DATA SUPPLIED Block Start

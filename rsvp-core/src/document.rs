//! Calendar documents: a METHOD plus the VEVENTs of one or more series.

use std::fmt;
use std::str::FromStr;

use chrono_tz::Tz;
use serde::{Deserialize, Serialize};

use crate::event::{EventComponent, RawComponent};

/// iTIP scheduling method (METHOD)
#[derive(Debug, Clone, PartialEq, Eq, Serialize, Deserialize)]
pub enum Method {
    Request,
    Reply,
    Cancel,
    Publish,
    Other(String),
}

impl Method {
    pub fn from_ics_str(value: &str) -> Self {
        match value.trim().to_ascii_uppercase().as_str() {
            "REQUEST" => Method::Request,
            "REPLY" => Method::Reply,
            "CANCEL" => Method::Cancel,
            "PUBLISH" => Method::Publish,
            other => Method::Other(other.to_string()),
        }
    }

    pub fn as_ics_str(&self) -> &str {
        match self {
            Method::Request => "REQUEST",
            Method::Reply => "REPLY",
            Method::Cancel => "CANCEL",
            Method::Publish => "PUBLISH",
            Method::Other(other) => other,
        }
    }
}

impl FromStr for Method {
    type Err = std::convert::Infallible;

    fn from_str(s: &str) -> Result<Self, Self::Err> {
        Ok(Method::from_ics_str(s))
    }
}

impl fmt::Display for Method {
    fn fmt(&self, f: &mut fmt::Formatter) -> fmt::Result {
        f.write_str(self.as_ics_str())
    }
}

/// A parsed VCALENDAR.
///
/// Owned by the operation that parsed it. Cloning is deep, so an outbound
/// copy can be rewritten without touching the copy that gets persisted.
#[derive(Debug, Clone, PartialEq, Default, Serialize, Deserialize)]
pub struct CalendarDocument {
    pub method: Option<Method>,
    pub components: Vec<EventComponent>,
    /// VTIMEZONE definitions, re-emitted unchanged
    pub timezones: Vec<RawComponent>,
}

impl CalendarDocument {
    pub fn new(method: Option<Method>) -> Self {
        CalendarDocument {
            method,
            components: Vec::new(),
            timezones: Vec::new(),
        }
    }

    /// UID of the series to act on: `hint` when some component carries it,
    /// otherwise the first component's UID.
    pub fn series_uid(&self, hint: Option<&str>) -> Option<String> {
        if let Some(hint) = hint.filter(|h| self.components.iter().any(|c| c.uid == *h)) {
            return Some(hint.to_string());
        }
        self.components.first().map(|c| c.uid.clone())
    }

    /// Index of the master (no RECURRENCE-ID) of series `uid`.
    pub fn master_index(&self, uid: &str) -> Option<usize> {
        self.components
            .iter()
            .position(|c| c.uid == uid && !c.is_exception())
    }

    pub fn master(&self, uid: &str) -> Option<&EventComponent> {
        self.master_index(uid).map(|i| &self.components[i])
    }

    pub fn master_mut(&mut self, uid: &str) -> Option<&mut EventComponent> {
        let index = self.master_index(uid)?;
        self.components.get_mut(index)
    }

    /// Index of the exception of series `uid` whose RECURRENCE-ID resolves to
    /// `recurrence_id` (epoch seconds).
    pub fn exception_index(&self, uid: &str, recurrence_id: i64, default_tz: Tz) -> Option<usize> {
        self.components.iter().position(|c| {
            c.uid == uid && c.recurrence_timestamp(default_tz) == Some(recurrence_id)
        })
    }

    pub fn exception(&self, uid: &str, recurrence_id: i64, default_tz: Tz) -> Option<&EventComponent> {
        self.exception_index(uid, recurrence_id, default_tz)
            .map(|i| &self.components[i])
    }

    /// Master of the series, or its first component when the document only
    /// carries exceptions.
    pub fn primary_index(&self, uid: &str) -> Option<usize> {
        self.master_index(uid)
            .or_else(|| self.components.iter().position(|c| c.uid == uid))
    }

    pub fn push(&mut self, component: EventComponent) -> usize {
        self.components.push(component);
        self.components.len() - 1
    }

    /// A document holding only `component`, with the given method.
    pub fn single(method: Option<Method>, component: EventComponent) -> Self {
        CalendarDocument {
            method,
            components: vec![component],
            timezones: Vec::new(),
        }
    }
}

DATA SUPPLIED Block End

• _WHAT THE TASK REQUIRES_
Each entry needs to be copied out exactly as written.

• _RESULT OF THIS EXERCISE_
filename rsvp-core/src/document.rs
//! Calendar documents: a METHOD plus the VEVENTs of one or more series.

use std::fmt;
use std::str::FromStr;

use chrono_tz::Tz;
use serde::{Deserialize, Serialize};

use crate::event::{EventComponent, RawComponent};

/// iTIP scheduling method (METHOD)
#[derive(Debug, Clone, PartialEq, Eq, Serialize, Deserialize)]
pub enum Method {
    Request,
    Reply,
    Cancel,
    Publish,
    Other(String),
}

impl Method {
    pub fn from_ics_str(value: &str) -> Self {
        match value.trim().to_ascii_uppercase().as_str() {
            "REQUEST" => Method::Request,
            "REPLY" => Method::Reply,
            "CANCEL" => Method::Cancel,
            "PUBLISH" => Method::Publish,
            other => Method::Other(other.to_string()),
        }
    }

    pub fn as_ics_str(&self) -> &str {
        match self {
            Method::Request => "REQUEST",
            Method::Reply => "REPLY",
            Method::Cancel => "CANCEL",
            Method::Publish => "PUBLISH",
            Method::Other(other) => other,
        }
    }
}

impl FromStr for Method {
    type Err = std::convert::Infallible;

    fn from_str(s: &str) -> Result<Self, Self::Err> {
        Ok(Method::from_ics_str(s))
    }
}

impl fmt::Display for Method {
    fn fmt(&self, f: &mut fmt::Formatter) -> fmt::Result {
        f.write_str(self.as_ics_str())
    }
}

/// A parsed VCALENDAR.
///
/// Owned by the operation that parsed it. Cloning is deep, so an outbound
/// copy can be rewritten without touching the copy that gets persisted.
#[derive(Debug, Clone, PartialEq, Default, Serialize, Deserialize)]
pub struct CalendarDocument {
    pub method: Option<Method>,
    pub components: Vec<EventComponent>,
    /// VTIMEZONE definitions, re-emitted unchanged
    pub timezones: Vec<RawComponent>,
}

impl CalendarDocument {
    pub fn new(method: Option<Method>) -> Self {
        CalendarDocument {
            method,
            components: Vec::new(),
            timezones: Vec::new(),
        }
    }

    /// UID of the series to act on: `hint` when some component carries it,
    /// otherwise the first component's UID.
    pub fn series_uid(&self, hint: Option<&str>) -> Option<String> {
        if let Some(hint) = hint.filter(|h| self.components.iter().any(|c| c.uid == *h)) {
            return Some(hint.to_string());
        }
        self.components.first().map(|c| c.uid.clone())
    }

    /// Index of the master (no RECURRENCE-ID) of series `uid`.
    pub fn master_index(&self, uid: &str) -> Option<usize> {
        self.components
            .iter()
            .position(|c| c.uid == uid && !c.is_exception())
    }

    pub fn master(&self, uid: &str) -> Option<&EventComponent> {
        self.master_index(uid).map(|i| &self.components[i])
    }

    pub fn master_mut(&mut self, uid: &str) -> Option<&mut EventComponent> {
        let index = self.master_index(uid)?;
        self.components.get_mut(index)
    }

    /// Index of the exception of series `uid` whose RECURRENCE-ID resolves to
    /// `recurrence_id` (epoch seconds).
    pub fn exception_index(&self, uid: &str, recurrence_id: i64, default_tz: Tz) -> Option<usize> {
        self.components.iter().position(|c| {
            c.uid == uid && c.recurrence_timestamp(default_tz) == Some(recurrence_id)
        })
    }

    pub fn exception(&self, uid: &str, recurrence_id: i64, default_tz: Tz) -> Option<&EventComponent> {
        self.exception_index(uid, recurrence_id, default_tz)
            .map(|i| &self.components[i])
    }

    /// Master of the series, or its first component when the document only
    /// carries exceptions.
    pub fn primary_index(&self, uid: &str) -> Option<usize> {
        self.master_index(uid)
            .or_else(|| self.components.iter().position(|c| c.uid == uid))
    }

    pub fn push(&mut self, component: EventComponent) -> usize {
        self.components.push(component);
        self.components.len() - 1
    }

    /// A document holding only `component`, with the given method.
    pub fn single(method: Option<Method>, component: EventComponent) -> Self {
        CalendarDocument {
            method,
            components: vec![component],
            timezones: Vec::new(),
        }
    }
}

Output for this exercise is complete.